The MLP algorithm had the highest rate of misclassification of all of the other classification techniques. The MLP algorithm misclassified the ten samples. At the same time, three of them were also misclassified by the SVM algorithm. We found no similarities in terms of features such as height or weight in cases misclassified by the MLP algorithm. In terms of group classification, we discovered that the SVM algorithm outperforms the MLP algorithm. The main reason for misclassification based on the SVM algorithm is that they were at the limit of obesity according to the BMIZ value (respectively 2,01 and 2,02). As a result, classification success of SVM algorithm is higher in obese cases with a high BMIZ value.

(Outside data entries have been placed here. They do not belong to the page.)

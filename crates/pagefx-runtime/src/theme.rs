#![forbid(unsafe_code)]

//! Light/dark theme persisted in a key-value store.
//!
//! The current theme lives in [`ThemeController::theme`]; the root element's
//! class and the icon text are derived from it and never read back.

use std::fmt;

use pagefx_core::storage::KeyValueStore;
use pagefx_core::{Document, ElementId};
use serde::{Deserialize, Serialize};

use crate::config::ThemeConfig;
use crate::error::Result;
use crate::scheduler::{Scheduler, TimerId};
use crate::task::Task;

#[derive(Clone, Copy, Debug, Default, PartialEq, Eq, Hash, Serialize, Deserialize)]
#[serde(rename_all = "lowercase")]
pub enum Theme {
    Light,
    #[default]
    Dark,
}

impl Theme {
    #[must_use]
    pub fn as_str(self) -> &'static str {
        match self {
            Self::Light => "light",
            Self::Dark => "dark",
        }
    }

    /// Stored value to theme. Anything other than `light` is dark.
    #[must_use]
    pub fn from_stored(raw: Option<&str>) -> Self {
        match raw {
            Some("light") => Self::Light,
            _ => Self::Dark,
        }
    }

    #[must_use]
    pub fn toggled(self) -> Self {
        match self {
            Self::Light => Self::Dark,
            Self::Dark => Self::Light,
        }
    }
}

impl fmt::Display for Theme {
    fn fmt(&self, f: &mut fmt::Formatter<'_>) -> fmt::Result {
        f.write_str(self.as_str())
    }
}

#[derive(Debug, Clone)]
pub struct ThemeController {
    config: ThemeConfig,
    theme: Theme,
    toggle: Option<ElementId>,
    icon: Option<ElementId>,
    transition: Option<TimerId>,
}

impl ThemeController {
    /// Read the stored preference and apply it to the document.
    pub fn init<D, S>(config: ThemeConfig, doc: &mut D, store: &S) -> Result<Self>
    where
        D: Document + ?Sized,
        S: KeyValueStore + ?Sized,
    {
        let stored = match store.get(&config.storage_key) {
            Ok(value) => value,
            Err(err) => {
                tracing::warn!(message = "theme.read_failed", error = %err);
                None
            }
        };
        let controller = Self {
            theme: Theme::from_stored(stored.as_deref()),
            toggle: doc.element_by_id(&config.toggle_id),
            icon: doc.element_by_id(&config.icon_id),
            transition: None,
            config,
        };
        controller.apply(doc)?;
        tracing::debug!(message = "theme.init", theme = controller.theme.as_str());
        Ok(controller)
    }

    #[inline]
    #[must_use]
    pub fn theme(&self) -> Theme {
        self.theme
    }

    /// Whether a click on `target` belongs to the toggle button.
    #[must_use]
    pub fn is_toggle<D: Document + ?Sized>(&self, doc: &D, target: ElementId) -> bool {
        self.toggle.is_some_and(|t| doc.contains(t, target))
    }

    fn apply<D: Document + ?Sized>(&self, doc: &mut D) -> Result<()> {
        let root = doc.root();
        match self.theme {
            Theme::Light => doc.add_class(root, &self.config.light_class)?,
            Theme::Dark => doc.remove_class(root, &self.config.light_class)?,
        }
        if let Some(icon) = self.icon {
            let glyph = match self.theme {
                Theme::Light => &self.config.light_icon,
                Theme::Dark => &self.config.dark_icon,
            };
            doc.set_text(icon, glyph)?;
        }
        Ok(())
    }

    /// Flip the theme, persist it and start the transition window.
    pub fn toggle<D, S>(
        &mut self,
        doc: &mut D,
        store: &mut S,
        scheduler: &mut Scheduler<Task>,
        now: std::time::Duration,
    ) -> Result<Theme>
    where
        D: Document + ?Sized,
        S: KeyValueStore + ?Sized,
    {
        self.theme = self.theme.toggled();
        if let Err(err) = store.set(&self.config.storage_key, self.theme.as_str()) {
            tracing::warn!(message = "theme.persist_failed", error = %err);
        }
        if let Some(old) = self.transition.take() {
            scheduler.cancel(old);
        }
        self.transition = Some(scheduler.schedule_after(
            now,
            self.config.transition_after(),
            Task::ThemeTransitionEnd,
        ));
        tracing::debug!(message = "theme.toggle", theme = self.theme.as_str());
        doc.add_class(doc.root(), &self.config.transition_class)?;
        self.apply(doc)?;
        Ok(self.theme)
    }

    pub fn on_transition_end<D: Document + ?Sized>(&mut self, doc: &mut D) -> Result<()> {
        self.transition = None;
        doc.remove_class(doc.root(), &self.config.transition_class)?;
        Ok(())
    }
}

The performance of machine learning algorithms, as well as the complexity of the models used, are influenced by the quality and quantity of data. To the best of our knowledge, there is no open dataset in the literature that is comparable to our dataset. The drawback of our analysis is the limited size of the dataset. However, the majority of medical research faces difficulty in achieving a sufficient number of cases. Obtaining large quantities of high-quality data for medical research is a time-consuming and difficult task. There are medical research in the literature that use machine learning algorithms with small number of datasets. Hidalgo et al. [31] used machine learning algorithms to classify keratoconus using 5 Pentacam-derived parameters of 131 eyes. An et al. [32] developed classification criteria that could aid in the clinical management of glaucoma by using machine learning algorithms to classify 163 glaucomatous optic discs. Cartes et al. [33] evaluated the variability of tear osmolarity in 20 patients with dry eye using machine learning techniques. It has been demonstrated that machine learning algorithms can conduct self-diagnosis and classification analyses of OCT images with high accuracy, speed, and consistency [34]. However, in the classification tests, we measured Kappa values to ensure that the small dataset did not affect the reliability of our results and to maximize success. The Kappa value is a measure that contrasts the observed precision with the predicted precision (random chance). This is a far more reflective indicator of model efficiency. Kappa values were measured as 97.71%, 93.05%, and 76% for the RF, SVM, and MLP analyses, respectively. According to the Kappa statistics, RF is the most accurate test, but the reliability of SVM is also very similar to RF. Despite the limited number of datasets, Kappa analyses showed that both RF and SVM were very successful and reliable in the classification of obese and healthy children.